▼

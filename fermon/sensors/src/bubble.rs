//! Airlock bubble detector and CO2 volume counter
//!
//! An optical sensor across the airlock is sampled every 10 ms. Every sample
//! on the bubble side of the threshold adds one to the bubble integral. In
//! auto-level mode the threshold sits halfway between the largest and
//! smallest values seen, and those limits are slowly pulled together so the
//! threshold follows drift.
//!
//! A hall sensor on a fill-and-dump volumetric counter shares the task; each
//! change of its level counts one fill or one dump.

use embedded_hal::digital::InputPin;
use fermon_coop::Task;
use fermon_core::fm_warn;
use fermon_kernel::{Kernel, OneShotTimer, TimerHandle};
use fermon_store::{Threshold, THRESHOLD_SHIFT};

use crate::adc::{AdcChannel, ADC_MAX};

/// Sampling period
pub const BUBBLE_INTERVAL_MS: u32 = 10;

/// Samples between pulls of the auto-level limits
pub const AUTOLEVEL_CYCLES: u16 = 200;

/// Gap kept between the auto-level limits
pub const LEVEL_MARGIN: u16 = 200;

/// Threshold before any configuration is applied
pub const INITIAL_LEVEL: u16 = 820;

/// Snapshot handed to the logger
#[derive(Debug, Clone, Copy, PartialEq, Eq)]
pub struct BubbleReading {
    pub integral: u32,
    pub co2: u16,
}

#[derive(Debug, Clone, Copy, PartialEq, Eq)]
enum BubbleState {
    Convert,
    Waiting,
}

/// Bubble sampling task on an ADC channel plus the hall sensor input
pub struct Bubble<A, H> {
    adc: A,
    hall: H,
    timer: Option<TimerHandle>,
    state: BubbleState,
    level: u16,
    auto: bool,
    invert: bool,
    max: u16,
    min: u16,
    level_timer: u16,
    value: u16,
    detected: bool,
    integral: u32,
    co2: u16,
    co2_level: bool,
    valid: bool,
    new: bool,
    faults: u32,
}

impl<A: AdcChannel, H: InputPin> Bubble<A, H> {
    pub fn new<T: OneShotTimer>(adc: A, hall: H, kernel: &Kernel<T>) -> Self {
        let timer = kernel.acquire_timer().ok();
        if timer.is_none() {
            fm_warn!("bubble: no free timer, sampling every pass");
        }
        Self {
            adc,
            hall,
            timer,
            state: BubbleState::Convert,
            level: INITIAL_LEVEL,
            auto: true,
            invert: false,
            max: ADC_MAX,
            min: 0,
            level_timer: AUTOLEVEL_CYCLES,
            value: 0,
            detected: false,
            integral: 0,
            co2: 0,
            co2_level: false,
            valid: false,
            new: false,
            faults: 0,
        }
    }

    /// Set the threshold from a stored byte.
    ///
    /// 0 turns auto-level on and re-centers the limits around the current
    /// threshold; any other value fixes the threshold at `threshold << 5`.
    pub fn set_threshold(&mut self, threshold: u8) {
        if threshold == 0 {
            self.auto = true;
            self.max = if self.level < ADC_MAX - LEVEL_MARGIN {
                self.level + LEVEL_MARGIN
            } else {
                ADC_MAX
            };
            self.min = self.level.saturating_sub(LEVEL_MARGIN);
        } else {
            self.auto = false;
            self.level = (threshold as u16) << THRESHOLD_SHIFT;
        }
    }

    /// Apply a configured threshold.
    pub fn apply(&mut self, threshold: Threshold) {
        match threshold {
            Threshold::Auto { around } => {
                if let Some(level) = around {
                    self.level = level.min(ADC_MAX);
                }
                self.set_threshold(0);
            }
            Threshold::Level(level) => {
                self.auto = false;
                self.level = level;
            }
        }
    }

    /// Bubbles read above the threshold instead of below.
    pub fn set_invert(&mut self, invert: bool) {
        self.invert = invert;
    }

    pub fn threshold(&self) -> u16 {
        self.level
    }

    pub fn is_auto(&self) -> bool {
        self.auto
    }

    /// Auto-level `(min, max)`
    pub fn limits(&self) -> (u16, u16) {
        (self.min, self.max)
    }

    pub fn last_value(&self) -> u16 {
        self.value
    }

    /// The last sample was a bubble
    pub fn bubble_detected(&self) -> bool {
        self.detected
    }

    pub fn integral(&self) -> u32 {
        self.integral
    }

    pub fn co2(&self) -> u16 {
        self.co2
    }

    /// Current hall sensor level
    pub fn co2_sensor(&self) -> bool {
        self.co2_level
    }

    pub fn is_valid(&self) -> bool {
        self.valid
    }

    /// ADC read failures
    pub fn faults(&self) -> u32 {
        self.faults
    }

    pub fn take_new(&mut self) -> Option<BubbleReading> {
        if core::mem::take(&mut self.new) {
            Some(BubbleReading {
                integral: self.integral,
                co2: self.co2,
            })
        } else {
            None
        }
    }

    fn process(&mut self, value: u16) {
        self.value = value;
        self.detected = if self.invert {
            value >= self.level
        } else {
            value <= self.level
        };
        if self.detected {
            self.integral = self.integral.wrapping_add(1);
        }

        self.max = self.max.max(value);
        self.min = self.min.min(value);
        if self.auto {
            self.level = self.max / 2 + self.min / 2;
        }

        if self.level_timer == 0 {
            self.level_timer = AUTOLEVEL_CYCLES;
            // The limit on the bubble side moves three times as fast
            let (max_steps, min_steps) = if self.invert { (1, 3) } else { (3, 1) };
            for _ in 0..max_steps {
                if self.max > self.min.saturating_add(LEVEL_MARGIN) {
                    self.max -= 1;
                }
            }
            for _ in 0..min_steps {
                if self.min < self.max.saturating_sub(LEVEL_MARGIN) {
                    self.min += 1;
                }
            }
        } else {
            self.level_timer -= 1;
        }

        match self.hall.is_high() {
            Ok(level) if level != self.co2_level => {
                self.co2 = self.co2.wrapping_add(1);
                self.co2_level = level;
            }
            Ok(_) => {}
            Err(_) => self.faults += 1,
        }

        self.valid = true;
        self.new = true;
    }
}

impl<A, H, T> Task<Kernel<T>> for Bubble<A, H>
where
    A: AdcChannel,
    H: InputPin,
    T: OneShotTimer,
{
    fn poll(&mut self, kernel: &Kernel<T>) {
        loop {
            match self.state {
                BubbleState::Convert => {
                    match self.adc.read() {
                        Ok(value) => self.process(value),
                        Err(nb::Error::WouldBlock) => return,
                        Err(nb::Error::Other(_)) => {
                            self.valid = false;
                            self.faults += 1;
                        }
                    }
                    match self.timer {
                        Some(t) => {
                            if kernel.set_timer(t, BUBBLE_INTERVAL_MS).is_err() {
                                fm_warn!("bubble: timer rejected");
                            }
                            self.state = BubbleState::Waiting;
                        }
                        None => return,
                    }
                }
                BubbleState::Waiting => match self.timer {
                    Some(t) if !kernel.timer_elapsed(t) => return,
                    _ => self.state = BubbleState::Convert,
                },
            }
        }
    }

    fn name(&self) -> &'static str {
        "bubble"
    }
}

▲

**Task brief**
Each line containing the word "side" must be pulled from the listing and copied.

**Solution to the exercise**
//! on the bubble side of the threshold adds one to the bubble integral. In
            // The limit on the bubble side moves three times as fast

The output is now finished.